Au cours des deux dernières années, a-t-il ajouté, l’armée s’est concentrée sur le blocage de l’accès à la terre. « Nous avons 22 000 dounams (2 200 hectares) d’oliviers et des parcelles d’agriculture saisonnière. Depuis deux ans, nous n’avons pas été autorisés à entrer dans nos oliveraies ».
L’impression qu’a eue Atatra des deux jours pendant lesquels sa ville a été envahie en juin est que « les objectifs des incursions militaires ont changé. Avant, on pouvait dire qu’ils avaient des raisons de sécurité militaire pour lesquelles ils arrêtaient une ou deux personnes. Aujourd’hui, l’armée vient souvent sans raison, non pour arrêter mais pour détruire .”
Les statistiques des attaques sous-estiment ce point : en juin il y a eu 2 177 incidents ; en juillet, 1 348. Au cours des mêmes mois en 2023, il y en a eu respectivement 705 et 673 ; en 2022, 537 et 410.
Chaque attaque est bien plus importante que le rapport stérile qui en est fait. De jour comme de nuit, des soldats peuvent faire irruption dans des maisons ou « seulement » faire un trajet de dominant le long d’une voie principale, avec des tirs ou en lançant des grenades assourdissantes et des gaz – ou pas ; des soldats peuvent frapper des membres des familles, ou pas ; des enfants se réveillent en pleurant à la vue d’un fusil chargé, ou ayant été réveillés auparavant par leurs parents. Dans tous les cas, c’est toujours pénible et cela trouble la vie quotidienne.

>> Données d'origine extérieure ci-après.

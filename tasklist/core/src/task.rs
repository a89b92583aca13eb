use serde::{Deserialize, Serialize};

pub type TaskId = u32;

/// A single entry in the task list.
#[derive(Debug, Default, Clone, PartialEq, Eq, Serialize, Deserialize)]
#[serde(rename_all = "camelCase")]
pub struct Task {
    pub id: TaskId,
    pub description: String,
    pub is_done: bool,
}

impl Task {
    pub fn new(id: TaskId, description: impl Into<String>, is_done: bool) -> Self {
        Task {
            id,
            description: description.into(),
            is_done,
        }
    }
}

Le caractère voyant de nombreuses attaques (dont se saisir de maisons et hisser des drapeaux israéliens sur elles ou à proximité) frappe le directeur général de Breaking The Silence, Nadav Weiman, comme l’affichage de la domination, un message du genre « vous feriez mieux d’être vigilants ». La présence militaire prolongée dans des quartiers et maisons palestiniens pendant des heures de suite, a-t-il dit, est faite pour « mettre les tensions de leur côté, du côté des Palestiniens.
« Il y a toujours eu des confiscations, du pillage et des violences au cours des attaques », dit-il, « mais maintenant c’est fait à une bien plus grande échelle ». Amjad Atatra, maire de Ya’bad
Les soldats ne sont pas seulement positionnés sur des routes empruntées par les colons, pour surveiller les colonies ou se tenir à proximité ; ils sont envoyés dans des villages et quartiers palestiniens pour créer un potentiel de confrontation. Le but ultime, dit Weiman, est de mettre les colons aussi à l’aise que possible.

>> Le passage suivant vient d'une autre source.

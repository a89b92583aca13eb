//! The closed set of intents the store understands, plus decoding of the
//! `{"type": ..., "payload": ...}` envelope the view layer sends.

use crate::filter::Filter;
use crate::task::{Task, TaskId};
use serde::Deserialize;
use serde_json::Value;
use thiserror::Error;

pub const ADD_TASK: &str = "ADD_TASK";
pub const TOGGLE_TASK: &str = "TOGGLE_TASK";
pub const EDIT_TASK: &str = "EDIT_TASK";
pub const SET_FILTER: &str = "SET_FILTER";

/// An intent to change the task list, applied by [`crate::reduce`].
#[derive(Debug, Clone, PartialEq)]
pub enum Action {
    AddTask(Task),
    ToggleTask(TaskId),
    EditTask { id: TaskId, description: String },
    SetFilter(Filter),
    /// Anything outside the vocabulary. The reducer leaves state untouched.
    Unrecognized { kind: String, payload: Value },
}

/// Why an action envelope could not be decoded.
#[derive(Error, Debug)]
pub enum ActionError {
    #[error("action is not valid JSON or has no `type`: {0}")]
    Envelope(#[source] serde_json::Error),
    #[error("invalid payload for {kind}: {source}")]
    Payload {
        kind: &'static str,
        #[source]
        source: serde_json::Error,
    },
}

#[derive(Deserialize)]
struct Envelope {
    #[serde(rename = "type")]
    kind: String,
    #[serde(default)]
    payload: Value,
}

#[derive(Deserialize)]
struct EditPayload {
    id: TaskId,
    description: String,
}

impl Action {
    /// `ADD_TASK`: append a task with exactly these fields.
    ///
    /// The caller picks the id, normally [`crate::AppState::next_task_id`].
    pub fn add_task(id: TaskId, description: impl Into<String>, is_done: bool) -> Self {
        Action::AddTask(Task::new(id, description, is_done))
    }

    /// `TOGGLE_TASK`: flip the done flag of the task with `id`.
    pub fn toggle_task(id: TaskId) -> Self {
        Action::ToggleTask(id)
    }

    /// `EDIT_TASK`: replace the description of the task with `id`.
    pub fn edit_task(id: TaskId, description: impl Into<String>) -> Self {
        Action::EditTask {
            id,
            description: description.into(),
        }
    }

    /// `SET_FILTER`: change which tasks the list shows.
    pub fn set_filter(filter: Filter) -> Self {
        Action::SetFilter(filter)
    }

    /// Type tag as it appears on the wire.
    pub fn kind(&self) -> &str {
        match self {
            Action::AddTask(_) => ADD_TASK,
            Action::ToggleTask(_) => TOGGLE_TASK,
            Action::EditTask { .. } => EDIT_TASK,
            Action::SetFilter(_) => SET_FILTER,
            Action::Unrecognized { kind, .. } => kind,
        }
    }

    /// Decodes an action envelope.
    ///
    /// Unknown types, and `SET_FILTER` with a value outside the filter set, decode to
    /// [`Action::Unrecognized`] rather than failing. Only a broken envelope or a
    /// malformed payload for a known type is an error.
    pub fn from_json(json: &str) -> Result<Self, ActionError> {
        let envelope: Envelope = serde_json::from_str(json).map_err(ActionError::Envelope)?;
        Self::from_envelope(envelope)
    }

    fn from_envelope(Envelope { kind, payload }: Envelope) -> Result<Self, ActionError> {
        match kind.as_str() {
            ADD_TASK => return Ok(Action::AddTask(decode_payload(ADD_TASK, payload)?)),
            TOGGLE_TASK => return Ok(Action::ToggleTask(decode_payload(TOGGLE_TASK, payload)?)),
            EDIT_TASK => {
                let EditPayload { id, description } = decode_payload(EDIT_TASK, payload)?;
                return Ok(Action::EditTask { id, description });
            }
            SET_FILTER => {
                if let Some(Ok(filter)) = payload.as_str().map(str::parse::<Filter>) {
                    return Ok(Action::SetFilter(filter));
                }
            }
            _ => {}
        }
        Ok(Action::Unrecognized { kind, payload })
    }
}

fn decode_payload<T: for<'de> Deserialize<'de>>(
    kind: &'static str,
    payload: Value,
) -> Result<T, ActionError> {
    serde_json::from_value(payload).map_err(|source| ActionError::Payload { kind, source })
}
mod add_task;
mod filter_controls;
mod list_task;
mod task_row;

pub use add_task::AddTask;
pub use filter_controls::FilterControls;
pub use list_task::ListTask;
pub use task_row::TaskRow;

Statistiques écrites dans le sang
Le groupe de contrôle palestinien qui fait partie du département de l’OLP pour les affaires en négociation, tient un registre quotidien et mensuel des attaques. Il repose principalement sur les rapports des services de sécurité palestiniens et de comptes rendus des médias. Les catégories concernées sont les meurtres, les blessures, les arrestations, les tirs, les checkpoints et les barrages surprise, les confiscations de terres, la destruction de propriétés, les attaques d’équipes médicales, les dommages portés aux sites religieux, les expulsions, les saisies, les interférences avec les forces de sécurité palestiniennes, la construction de colonies et les attaques de colons.
En juin 2022, le groupe a recensé 2 162 incidents liés à des occupations à Gaza et en Cisjordanie ; en juillet, 1 772. Depuis la fin de 2023, pour des raisons évidentes, les données ont été décomptées séparément en Cisjordanie et à Gaza. Le mois de juin de cette année a vu 3 549 incidents dans la seuls Cisjordanie et 3 797 en juillet.
Contrairement aux données de l’ONU, le groupe de surveillance de l’OLP inclut aussi dans ses statistiques les attaques de colons n’ayant pas abouti à des blessures ou à des dommages sur les biens. En juin 2022, il a compté 93 incidents (avec ou sans blessures) ; en juillet, 74. Un an plus tard, les chiffres ont bondi à 184 et 156. En juin de cette année, le groupe a listé 235 attaques de colons et en juillet 369 incidents de ce type.
Pris ensemble, le nombre d’incidents – et les modèles liant leurs types et leur gravité – a révélé l’échelle implacable de l’invasion israélienne dans la vie palestinienne, heure par heure, jour après jour.